A propos de lui

Georges Senga développe son travail photographique autour de l’histoire et des histoires qui se révèlent, éclairant nos actes et le présent. Trois de ses projets explorent ainsi la mémoire, à la quête des résonnances que les hommes, leurs faits et objets laissent, de la résilience de celle-ci. Une dialectique est installée et invite celui qui regarde à penser au-delà de l’image, à s’approprier une narration. Dans ces séries cet imaginaire est intimement lié à la réalité de son pays.

 

Ces fenêtres ouvertes se retrouvent dans la série « Empreintes » dont les sujets sont des déchets échoués, traces d’un acte insouciant sur une plage.
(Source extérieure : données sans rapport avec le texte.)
use axum::{routing::get, Router};
use metrics::gauge;
use metrics_exporter_prometheus::{PrometheusBuilder, PrometheusHandle};

pub struct Metrics {
    pub handle: PrometheusHandle,
}

impl Metrics {
    /// Initialize Prometheus recorder and expose a static gauge for the
    /// subject store's retention window.
    pub fn init(store_ttl_secs: u64) -> Self {
        // Use default buckets to avoid API differences across crate versions.
        let builder = PrometheusBuilder::new();

        let handle = builder
            .install_recorder()
            .expect("prometheus: install recorder");

        gauge!("subject_store_ttl_seconds").set(store_ttl_secs as f64);

        Self { handle }
    }

    /// Returns a router exposing `/metrics` with the Prometheus exposition format.
    pub fn router(&self) -> Router {
        let handle = self.handle.clone();
        Router::new().route(
            "/metrics",
            get(move || {
                let h = handle.clone();
                async move { h.render() }
            }),
        )
    }
}
// src/ingest/parser.rs
//! Tolerant RSS/Atom extraction.
//!
//! This is deliberately a schema-free scan, not a conforming XML parser:
//! a malformed tag degrades to partial or empty extraction instead of
//! aborting the whole feed. `parse_feed` never fails — documents matching
//! neither dialect yield an empty batch.

use chrono::{DateTime, Utc};
use once_cell::sync::OnceCell;
use regex::Regex;

use crate::ingest::normalize::normalize_batch;
use crate::ingest::types::{Article, RawArticle};

/// Detection outcome, in priority order: RSS `<item>` blocks win over Atom
/// `<entry>` blocks; a document with neither is `Empty`.
#[derive(Debug, Clone)]
pub enum ParsedFeed {
    Rss(Vec<RawArticle>),
    Atom(Vec<RawArticle>),
    Empty,
}

impl ParsedFeed {
    pub fn into_raw(self) -> Vec<RawArticle> {
        match self {
            ParsedFeed::Rss(v) | ParsedFeed::Atom(v) => v,
            ParsedFeed::Empty => Vec::new(),
        }
    }
}

fn re(cell: &'static OnceCell<Regex>, pattern: &str) -> &'static Regex {
    cell.get_or_init(|| Regex::new(pattern).expect("static feed regex"))
}

macro_rules! feed_re {
    ($pattern:expr) => {{
        static RE: OnceCell<Regex> = OnceCell::new();
        re(&RE, $pattern)
    }};
}

/// Extract raw field bags from a syndication document, tagging the dialect.
pub fn detect(document: &str, source_label: &str) -> ParsedFeed {
    let item_re = feed_re!(r"(?is)<item(?:\s[^>]*)?>(.*?)</item>");
    let rss: Vec<RawArticle> = item_re
        .captures_iter(document)
        .map(|c| rss_item_fields(c.get(1).map_or("", |m| m.as_str()), source_label))
        .collect();
    if !rss.is_empty() {
        return ParsedFeed::Rss(rss);
    }

    let entry_re = feed_re!(r"(?is)<entry(?:\s[^>]*)?>(.*?)</entry>");
    let atom: Vec<RawArticle> = entry_re
        .captures_iter(document)
        .map(|c| atom_entry_fields(c.get(1).map_or("", |m| m.as_str()), source_label))
        .collect();
    if !atom.is_empty() {
        return ParsedFeed::Atom(atom);
    }

    ParsedFeed::Empty
}

/// Parse a feed document and normalize the extracted bags against `now`.
pub fn parse_feed(document: &str, source_label: &str, now: DateTime<Utc>) -> Vec<Article> {
    normalize_batch(detect(document, source_label).into_raw(), now)
}

/// `parse_feed` against the current instant.
pub fn parse_feed_now(document: &str, source_label: &str) -> Vec<Article> {
    parse_feed(document, source_label, Utc::now())
}

fn rss_item_fields(fragment: &str, source_label: &str) -> RawArticle {
    let title = first_tag_text(fragment, feed_re!(r"(?is)<title(?:\s[^>]*)?>(.*?)</title>"));
    let url = first_tag_text(fragment, feed_re!(r"(?is)<link(?:\s[^>]*)?>(.*?)</link>"));
    let published = first_tag_text(fragment, feed_re!(r"(?is)<pubDate(?:\s[^>]*)?>(.*?)</pubDate>"))
        .or_else(|| first_tag_text(fragment, feed_re!(r"(?is)<dc:date(?:\s[^>]*)?>(.*?)</dc:date>")));

    RawArticle {
        title: title.unwrap_or_default(),
        url: url.unwrap_or_default(),
        source: source_label.to_string(),
        published_at: published.unwrap_or_default(),
        subject: String::new(),
    }
}

fn atom_entry_fields(fragment: &str, source_label: &str) -> RawArticle {
    let title = first_tag_text(fragment, feed_re!(r"(?is)<title(?:\s[^>]*)?>(.*?)</title>"));
    // Self-describing link: href lives in an attribute, the element is empty.
    let href = feed_re!(r#"(?is)<link\b[^>]*?href\s*=\s*["']([^"']+)["'][^>]*/?>"#)
        .captures(fragment)
        .and_then(|c| c.get(1))
        .map(|m| decode_entities(m.as_str().trim()));
    let url = href.or_else(|| first_tag_text(fragment, feed_re!(r"(?is)<id(?:\s[^>]*)?>(.*?)</id>")));
    let published = first_tag_text(fragment, feed_re!(r"(?is)<updated(?:\s[^>]*)?>(.*?)</updated>"))
        .or_else(|| {
            first_tag_text(fragment, feed_re!(r"(?is)<published(?:\s[^>]*)?>(.*?)</published>"))
        });

    RawArticle {
        title: title.unwrap_or_default(),
        url: url.unwrap_or_default(),
        source: source_label.to_string(),
        published_at: published.unwrap_or_default(),
        subject: String::new(),
    }
}

fn first_tag_text(fragment: &str, re: &Regex) -> Option<String> {
    re.captures(fragment)
        .and_then(|c| c.get(1))
        .map(|m| decode_entities(m.as_str().trim()))
}

/// Decode the five standard XML character references and nothing else.
/// `&amp;` goes last so `&amp;lt;` decodes exactly once.
fn decode_entities(s: &str) -> String {
    s.replace("&lt;", "<")
        .replace("&gt;", ">")
        .replace("&quot;", "\"")
        .replace("&#39;", "'")
        .replace("&amp;", "&")
}
// tests/ingest_normalize.rs
use chrono::{TimeZone, Utc};

use topic_news_ranker::ingest::normalize::{normalize_batch, normalize_batch_now};
use topic_news_ranker::ingest::types::RawArticle;

fn fixed_now() -> chrono::DateTime<Utc> {
    Utc.with_ymd_and_hms(2025, 5, 5, 5, 5, 5).unwrap()
}

#[test]
fn trims_title_and_normalizes_bare_date() {
    let raw = RawArticle {
        title: " Hi ".into(),
        url: "https://e.com".into(),
        published_at: "2025-01-01".into(),
        ..Default::default()
    };
    let out = normalize_batch(vec![raw], fixed_now());
    assert_eq!(out.len(), 1);
    assert_eq!(out[0].title, "Hi");
    assert_eq!(out[0].published_at, "2025-01-01T00:00:00.000Z");
}

#[test]
fn identity_invalid_items_never_survive() {
    let bags = vec![
        RawArticle {
            title: "".into(),
            url: "https://e.com/a".into(),
            ..Default::default()
        },
        RawArticle {
            title: "Ftp".into(),
            url: "ftp://x".into(),
            ..Default::default()
        },
        RawArticle {
            title: "Broken".into(),
            url: "http//nope".into(),
            ..Default::default()
        },
        RawArticle {
            title: "Good".into(),
            url: "https://e.com/good".into(),
            ..Default::default()
        },
    ];
    let out = normalize_batch(bags, fixed_now());
    assert_eq!(out.len(), 1);
    assert_eq!(out[0].url, "https://e.com/good");
}

#[test]
fn unparsable_date_keeps_item_with_now_fallback() {
    let raw = RawArticle {
        title: "Kept".into(),
        url: "https://e.com/x".into(),
        published_at: "next Tuesday-ish".into(),
        ..Default::default()
    };
    let out = normalize_batch_now(vec![raw]);
    assert_eq!(out.len(), 1, "a bad date is a defect, not a drop");
    let parsed = chrono::DateTime::parse_from_rfc3339(&out[0].published_at)
        .expect("fallback must be valid RFC 3339");
    let age = Utc::now().signed_duration_since(parsed.with_timezone(&Utc));
    assert!(
        age.num_seconds().abs() < 60,
        "fallback should be the normalization instant"
    );
}

#[test]
fn raw_bags_accept_aliased_field_names() {
    let json = r#"[
        {"title": "A", "link": "https://e.com/a", "pubDate": "2025-01-01", "feed": "BBC", "topic": "World News"},
        {"title": "B", "url": "https://e.com/b", "updated": "2025-02-01T00:00:00Z"}
    ]"#;
    let bags: Vec<RawArticle> = serde_json::from_str(json).expect("aliases must deserialize");
    let out = normalize_batch(bags, fixed_now());
    assert_eq!(out.len(), 2);
    assert_eq!(out[0].url, "https://e.com/a");
    assert_eq!(out[0].source, "BBC");
    assert_eq!(out[0].subject, "world-news");
    assert_eq!(out[1].published_at, "2025-02-01T00:00:00.000Z");
}

#[test]
fn order_is_preserved_among_survivors() {
    let bags = vec![
        RawArticle {
            title: "first".into(),
            url: "https://e.com/1".into(),
            ..Default::default()
        },
        RawArticle {
            title: "".into(),
            url: "https://e.com/dropped".into(),
            ..Default::default()
        },
        RawArticle {
            title: "second".into(),
            url: "https://e.com/2".into(),
            ..Default::default()
        },
    ];
    let out = normalize_batch(bags, fixed_now());
    let urls: Vec<&str> = out.iter().map(|a| a.url.as_str()).collect();
    assert_eq!(urls, vec!["https://e.com/1", "https://e.com/2"]);
}
// src/ingest/types.rs
use anyhow::Result;

/// A validated article as stored and served. Field names are part of the
/// store's wire format — do not rename without migrating stored sets.
#[derive(Debug, Clone, PartialEq, Eq, serde::Serialize, serde::Deserialize)]
#[serde(rename_all = "camelCase")]
pub struct Article {
    pub title: String,
    /// Canonical identity; absolute http(s) URL.
    pub url: String,
    /// Feed or origin label; may be empty.
    pub source: String,
    /// RFC 3339 instant, millisecond precision, `Z` suffix.
    pub published_at: String,
    /// Sanitized topic metadata (not the partition key).
    pub subject: String,
}

/// Loosely-typed field bag as it arrives from feeds or the push API.
/// Each field accepts the spellings both feed dialects and older push
/// clients use; when a bag carries several spellings at once the first in
/// the chain wins. Missing and non-string fields default to empty.
#[derive(Debug, Clone, Default)]
pub struct RawArticle {
    pub title: String,
    /// `url`, or `link`.
    pub url: String,
    /// `source`, or `feed`.
    pub source: String,
    /// `publishedAt`, `pubDate`, `date`, `published`, or `updated`.
    pub published_at: String,
    /// `subject`, or `topic`.
    pub subject: String,
}

impl<'de> serde::Deserialize<'de> for RawArticle {
    fn deserialize<D>(deserializer: D) -> std::result::Result<Self, D::Error>
    where
        D: serde::Deserializer<'de>,
    {
        let map = serde_json::Map::deserialize(deserializer)?;
        let pick = |names: &[&str]| {
            names
                .iter()
                .find_map(|name| map.get(*name).and_then(serde_json::Value::as_str))
                .unwrap_or_default()
                .to_string()
        };
        Ok(RawArticle {
            title: pick(&["title"]),
            url: pick(&["url", "link"]),
            source: pick(&["source", "feed"]),
            published_at: pick(&["publishedAt", "pubDate", "date", "published", "updated"]),
            subject: pick(&["subject", "topic"]),
        })
    }
}

/// Fetches one feed document. The implementation owns timeouts; callers
/// treat any error as a per-feed skip.
#[async_trait::async_trait]
pub trait FeedFetcher: Send + Sync {
    async fn fetch(&self, url: &str) -> Result<String>;
}
//! Handler for the background channel's stopService

use std::io;

use tokio::io::AsyncWrite;

use super::HandlerContext;

/// Handle stopService; a no-op when presence is already idle
pub async fn handle_service_stop<W>(ctx: &mut HandlerContext<'_, W>) -> io::Result<()>
where
    W: AsyncWrite + Unpin,
{
    ctx.bridge.presence_op(|presence| presence.stop());
    ctx.ack_ok().await
}
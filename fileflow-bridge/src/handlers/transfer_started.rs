//! Handler for showTransferStarted

use std::io;

use tokio::io::AsyncWrite;

use fileflow_common::protocol::TransferStartedArgs;

use super::HandlerContext;
use crate::notifications::{Notification, Progress, Slot, Urgency};

/// Handle showTransferStarted
pub async fn handle_transfer_started<W>(
    args: TransferStartedArgs,
    ctx: &mut HandlerContext<'_, W>,
) -> io::Result<()>
where
    W: AsyncWrite + Unpin,
{
    let action = if args.is_sending { "Sending" } else { "Receiving" };
    let notification = Notification {
        slot: Slot::Transfer,
        title: format!("{action}: {}", args.file_name),
        body: "Starting transfer...".to_string(),
        progress: Some(Progress::Indeterminate),
        ongoing: true,
        urgency: Urgency::Normal,
    };
    ctx.bridge.post_logged(&notification);
    ctx.ack_ok().await
}
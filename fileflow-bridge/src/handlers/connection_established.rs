//! Handler for showConnectionEstablished

use std::io;

use tokio::io::AsyncWrite;

use fileflow_common::protocol::DeviceArgs;

use super::HandlerContext;
use crate::notifications::{Notification, Slot, Urgency};

/// Handle showConnectionEstablished
pub async fn handle_connection_established<W>(
    args: DeviceArgs,
    ctx: &mut HandlerContext<'_, W>,
) -> io::Result<()>
where
    W: AsyncWrite + Unpin,
{
    let notification = Notification {
        slot: Slot::Connection,
        title: "Connected to Device".to_string(),
        body: format!("Successfully connected to {}", args.device_name),
        progress: None,
        ongoing: false,
        urgency: Urgency::Normal,
    };
    ctx.bridge.post_logged(&notification);
    ctx.ack_ok().await
}
//! Foreground presence service
//!
//! Keeps one ongoing notification alive while a transfer or connection
//! handshake runs, mirroring a mobile foreground service: the presence entry
//! is posted synchronously before the triggering request is acknowledged,
//! updated in place under a single identity, and removed on stop.

use std::io;
use std::sync::Arc;

use fileflow_common::CONNECTING_SENTINEL;
use fileflow_common::format::clamp_percent;

use crate::notifications::{Notification, Notifier, Progress, Slot, Urgency};

/// Presence state machine.
///
/// `Connecting` is a transient sub-state reachable only from `Idle`; it
/// moves to `Transferring` when a transfer starts, or back to `Idle` on stop.
#[derive(Debug, Clone, PartialEq)]
pub enum PresenceState {
    Idle,
    Connecting { device_name: String },
    Transferring { file_name: String, percent: u8 },
}

/// Owns the presence notification and its state machine
pub struct PresenceService {
    state: PresenceState,
    notifier: Arc<dyn Notifier>,
}

impl PresenceService {
    /// Create an idle presence service posting through the given sink
    pub fn new(notifier: Arc<dyn Notifier>) -> Self {
        Self {
            state: PresenceState::Idle,
            notifier,
        }
    }

    /// Current state, for inspection
    pub fn state(&self) -> &PresenceState {
        &self.state
    }

    /// Whether a presence notification is currently active
    pub fn is_active(&self) -> bool {
        self.state != PresenceState::Idle
    }

    /// Begin presence for a transfer of the named file.
    ///
    /// Valid from any state; an active connection handshake is promoted to
    /// the transferring state, and a running transfer restarts at zero.
    pub fn start(&mut self, file_name: &str) -> io::Result<()> {
        self.state = PresenceState::Transferring {
            file_name: file_name.to_string(),
            percent: 0,
        };
        self.notifier.post(&render_transferring(file_name, 0))
    }

    /// Begin presence for a connection handshake with the named device.
    ///
    /// Only reachable from idle; while a transfer is active the call is
    /// ignored so a stale handshake event cannot regress the display.
    pub fn start_connection(&mut self, device_name: &str) -> io::Result<()> {
        if self.state != PresenceState::Idle {
            return Ok(());
        }
        self.state = PresenceState::Connecting {
            device_name: device_name.to_string(),
        };
        self.notifier.post(&render_connecting(device_name))
    }

    /// Update the presence entry in place.
    ///
    /// A progress of [`CONNECTING_SENTINEL`] renders the handshake message
    /// instead of a percentage; any other value clamps to 0..=100 and moves
    /// the state machine to `Transferring`.
    pub fn update(&mut self, file_name: &str, progress: i64) -> io::Result<()> {
        if progress == CONNECTING_SENTINEL {
            if self.state == PresenceState::Idle {
                self.state = PresenceState::Connecting {
                    device_name: file_name.to_string(),
                };
            }
            return self.notifier.post(&render_connecting(file_name));
        }

        let percent = clamp_percent(progress);
        self.state = PresenceState::Transferring {
            file_name: file_name.to_string(),
            percent,
        };
        self.notifier.post(&render_transferring(file_name, percent))
    }

    /// Tear down presence and remove the notification.
    ///
    /// Safe to call when idle; that is a no-op, not an error.
    pub fn stop(&mut self) -> io::Result<()> {
        if self.state == PresenceState::Idle {
            return Ok(());
        }
        self.state = PresenceState::Idle;
        self.notifier.dismiss(Slot::Presence)
    }
}

/// Render the transferring presence notification
fn render_transferring(file_name: &str, percent: u8) -> Notification {
    let (body, progress) = if percent == 0 {
        ("Starting transfer...".to_string(), Progress::Indeterminate)
    } else {
        (format!("{percent}% complete"), Progress::Percent(percent))
    };

    Notification {
        slot: Slot::Presence,
        title: format!("Transferring: {file_name}"),
        body,
        progress: Some(progress),
        ongoing: true,
        urgency: Urgency::Low,
    }
}

/// Render the connection-handshake presence notification
fn render_connecting(device_name: &str) -> Notification {
    Notification {
        slot: Slot::Presence,
        title: "Connected".to_string(),
        body: format!("Connected to {device_name}"),
        progress: None,
        ongoing: true,
        urgency: Urgency::Low,
    }
}

// =============================================================================
// Tests
// =============================================================================

#[cfg(test)]
mod tests {
    use super::*;
    use crate::handlers::testing::RecordingNotifier;

    fn service() -> (PresenceService, Arc<RecordingNotifier>) {
        let notifier = Arc::new(RecordingNotifier::new());
        let service = PresenceService::new(notifier.clone());
        (service, notifier)
    }

    // =========================================================================
    // Lifecycle Tests
    // =========================================================================

    #[test]
    fn test_start_update_stop_scenario() {
        let (mut service, notifier) = service();

        service.start("report.pdf").unwrap();
        assert_eq!(
            *service.state(),
            PresenceState::Transferring {
                file_name: "report.pdf".to_string(),
                percent: 0
            }
        );
        let posted = notifier.last_posted(Slot::Presence).unwrap();
        assert_eq!(posted.title, "Transferring: report.pdf");
        assert_eq!(posted.body, "Starting transfer...");
        assert_eq!(posted.progress, Some(Progress::Indeterminate));

        service.update("report.pdf", 42).unwrap();
        assert_eq!(
            *service.state(),
            PresenceState::Transferring {
                file_name: "report.pdf".to_string(),
                percent: 42
            }
        );
        let posted = notifier.last_posted(Slot::Presence).unwrap();
        assert_eq!(posted.body, "42% complete");
        assert_eq!(posted.progress, Some(Progress::Percent(42)));

        // All updates reuse the single presence slot
        assert_eq!(notifier.post_count(Slot::Presence), 2);

        service.stop().unwrap();
        assert_eq!(*service.state(), PresenceState::Idle);
        assert_eq!(notifier.dismiss_count(Slot::Presence), 1);
    }

    #[test]
    fn test_stop_when_idle_is_noop() {
        let (mut service, notifier) = service();
        service.stop().unwrap();
        service.stop().unwrap();
        assert_eq!(*service.state(), PresenceState::Idle);
        assert_eq!(notifier.dismiss_count(Slot::Presence), 0);
    }

    #[test]
    fn test_connection_presence() {
        let (mut service, notifier) = service();

        service.start_connection("Pixel 9").unwrap();
        assert_eq!(
            *service.state(),
            PresenceState::Connecting {
                device_name: "Pixel 9".to_string()
            }
        );
        let posted = notifier.last_posted(Slot::Presence).unwrap();
        assert_eq!(posted.title, "Connected");
        assert_eq!(posted.body, "Connected to Pixel 9");
        assert_eq!(posted.progress, None);

        // Connecting transitions to transferring when the transfer starts
        service.start("report.pdf").unwrap();
        assert!(matches!(
            service.state(),
            PresenceState::Transferring { percent: 0, .. }
        ));
    }

    #[test]
    fn test_connection_only_reachable_from_idle() {
        let (mut service, _notifier) = service();
        service.start("report.pdf").unwrap();
        service.start_connection("Pixel 9").unwrap();
        assert!(matches!(
            service.state(),
            PresenceState::Transferring { .. }
        ));
    }

    #[test]
    fn test_update_sentinel_renders_handshake() {
        let (mut service, notifier) = service();
        service.update("Pixel 9", -1).unwrap();
        assert_eq!(
            *service.state(),
            PresenceState::Connecting {
                device_name: "Pixel 9".to_string()
            }
        );
        let posted = notifier.last_posted(Slot::Presence).unwrap();
        assert_eq!(posted.body, "Connected to Pixel 9");
    }

    #[test]
    fn test_update_clamps_percent() {
        let (mut service, notifier) = service();
        service.start("big.iso").unwrap();
        service.update("big.iso", 250).unwrap();
        let posted = notifier.last_posted(Slot::Presence).unwrap();
        assert_eq!(posted.progress, Some(Progress::Percent(100)));
    }
}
Qualifiés par Simon Njami d’acte incivique, on peut y voir les signes d’une modernité teintée d’une consommation qui a du mal à trouver les liens de la cohésion et du devoir collectif. Georges Senga y décèle par l’angle de vue un relais vers des formes inventives. Ainsi, nait une transformation, une beauté recyclée au coeur « d’un bordel laissé là ».

 

Dans « mes nouveaux plafonds », des paysages de maisons abandonnées jouxtent de nouvelles constructions à Lubumbashi. On passe des portes et fenêtres disparues ou fermées des ruines coloniales aux structures en béton armé de la d’une architecture urbaine contemporaine… Ici, telle une armée qui pointe vers le ciel ses fers de lance, un toit apparaît : dénudé, en formation. Là, une maison au toit de tuiles et pentu, bâtie sur une route des champs, est envahie par les hautes herbes. Ainsi la nature recouvre et les chantiers découvrent Lubumbashi qui se construit.

 

Le projet « Une vie après la mort » accompagne l’instituteur Kayembe Kilobo qui, par ses opinions et son apparence,  perpétue le souvenir de l’ex-premier ministre Patrice Emery Lumumba. Présentées sous forme de diptyque, chaque paire de photographies rend compte d’un parallélisme entre cette référence nationale déjà dépassée par 3 « périodes politiques » et celui qui les a traversées. Apparaissant humble et investi d’une certaine grandeur, que peut enseigner cet homme de l’histoire ou de ce lien qu’il entretien entre passé et présent ? Au vu des avis singuliers et de l’histoire écrite, des histoires parallèles se créent, qui se transmettent individuellement, localement, aux amis, élèves, voisins, famille.

 

Un regard sur le parcours de ce sosie peut-il ramener sur la scène artistique, hors tension politique, la question de l’amnésie politique ? Que resterait-il à dire autour de ce souvenir obsolète ou actif d’un ex Premier virulent, rapidement effacé de l’échiquier politique…?

 

L’histoire existe au travers d’archives officielles et de mémoires individuelles. On voit sur une photo P. Lumumba saluant dans la voiture officielle, et juste à côté, son double est à vélo. Le jeune ex Premier est entouré de ses ministres et conseillers, le vieux professeur d’aujourd’hui est entouré de ses élèves sagement alignés et revêtus de l’uniforme des écoliers. De cette mise en tension entre pouvoir de la jeunesse et rayonnement de la vieillesse transparait la fragilité de ce qui se transmet. Ce qui sourd oscille entre la promesse de l’effacement et celle de la trace et de l’héritage.

 

Tout ceci pourrait ramener à la question de la fondation et du futur : en plaçant ces situations dans le domaine de l’image exposée, Georges Senga souligne ce qui est de l’ordre de ce que l’on se raconte, et de ce qu’on tait.

 

L’efficacité du cadrage, loin d’être fonctionnelle, fait place à une mélancolie et à une poétique. Ce photographe, à chaque étape de son processus, observe et met en partage une dialectique qui devient ouverture sur une histoire qu’il laisse à chacun le soin de documenter et raconter à partir de là.